Metrics-oriented thinking is key to continuous improvement – and a core tenant of any agile or DevOps philosophy. Metrics are factual and once agreed upon, these facts are used to drive discussions and methods. They also allow for a collaborative effort to execute decisions that contribute towards business outcomes.
DevOps, although becoming a commonly used job title, is not a role or person and there is no playbook or rule set to follow. Instead, DevOps is a philosophy which spans people, process, and technology. The goal is releasing better software more rapidly, and keeping said software up and running by joining development and operational responsibilities together.
Additionally, DevOps aims to improve business outcomes, but there are challenges in selecting the right metrics and collecting the metric data. Continuous improvement requires continuous change, measurement, and iteration. What’s more, the agreed-upon metrics drive this cycle, but also create insights for the broader organization.
Data-Driven DevOps
A successful DevOps transformation focuses on a couple areas. To start, a culture change is needed between development and operations teams. Another core tenant of DevOps is measurement. In order to accomplish a true DevOps transformation, it’s important to measure the current situation and regularly review metrics which indicate improvement or degradation. One of the core tenants of DevOps is measurement, and using said measurements as facts when driving decision making. These metrics should span several areas which may have been considered disjointed in the past.
To help DevOps teams think of possible metrics and how these metrics relate to key initiatives, Gartner recently released this useful metrics pyramid for DevOps:
Many of these metrics span development, operations, and most importantly – the business. They measure efficiency, quality, and velocity. However, Gartner points out that the hardest part is often defining what we can collect, take action upon, audit, and use to drive a lifecycle.

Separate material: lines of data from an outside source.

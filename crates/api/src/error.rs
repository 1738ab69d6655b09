//! API error types with HTTP response mapping.

use axum::http::StatusCode;
use axum::response::{IntoResponse, Response};
use common::ErrorKind;
use saga::SagaError;

/// API-level error type that maps to HTTP responses.
#[derive(Debug)]
pub enum ApiError {
    /// Bad request from the client.
    BadRequest(String),
    /// Saga or participant error, mapped by kind.
    Saga(SagaError),
}

/// Status code the edge answers with for an error of `kind`.
pub fn status_for(kind: ErrorKind) -> StatusCode {
    match kind {
        ErrorKind::NotFound => StatusCode::NOT_FOUND,
        ErrorKind::InsufficientStock | ErrorKind::ConcurrencyConflict => StatusCode::CONFLICT,
        ErrorKind::PaymentDeclined => StatusCode::PAYMENT_REQUIRED,
        ErrorKind::Timeout => StatusCode::GATEWAY_TIMEOUT,
        ErrorKind::Invalid => StatusCode::BAD_REQUEST,
        ErrorKind::Transport => StatusCode::SERVICE_UNAVAILABLE,
        ErrorKind::CompensationFailure | ErrorKind::Internal => StatusCode::INTERNAL_SERVER_ERROR,
    }
}

impl IntoResponse for ApiError {
    fn into_response(self) -> Response {
        let (kind, message, saga) = match self {
            ApiError::BadRequest(msg) => (ErrorKind::Invalid, msg, None),
            ApiError::Saga(err) => {
                let saga = match &err {
                    SagaError::StepFailed {
                        saga_id, order_id, ..
                    } => Some((*saga_id, *order_id)),
                    _ => None,
                };
                (err.kind(), err.to_string(), saga)
            }
        };

        let status = status_for(kind);
        if status.is_server_error() {
            tracing::error!(error = %message, kind = kind.as_str(), "request failed");
        }

        let mut body = serde_json::json!({
            "success": false,
            "error": message,
            "kind": kind,
        });
        // Failed sagas are still auditable through /sagas/{sagaId}.
        if let Some((saga_id, order_id)) = saga {
            body["sagaId"] = serde_json::json!(saga_id);
            body["orderId"] = serde_json::json!(order_id);
        }
        (status, axum::Json(body)).into_response()
    }
}

impl From<SagaError> for ApiError {
    fn from(err: SagaError) -> Self {
        ApiError::Saga(err)
    }
}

The second challenge (which Gartner does not discuss) is how these metrics should be linked together to offer meaningful insights. If the metrics do not allow linkage between a release and business performance, attribution gaps remain. And unfortunately, many enterprises today analyze metrics that have a lack of linkage or relationship between them.
To help with these relationships, context is critical. Without context, metrics can be open to interpretation, especially as you move up the Gartner pyramid. So it’s crucial to be able to link metrics together and attribute earnings or cash flow with a release or change that represents improvements in the application.
Additionally, metrics should be able to drive visibility inside the application without creating an additional burden for developers. With automated instrumentation, metric data can be produced consistently and comprehensively across all teams. This is extremely beneficial as many teams have different ways of collecting data, which can traditionally lead to inconsistencies. Consistent measurements should always be obtained from the application components and desired business outcomes of the application.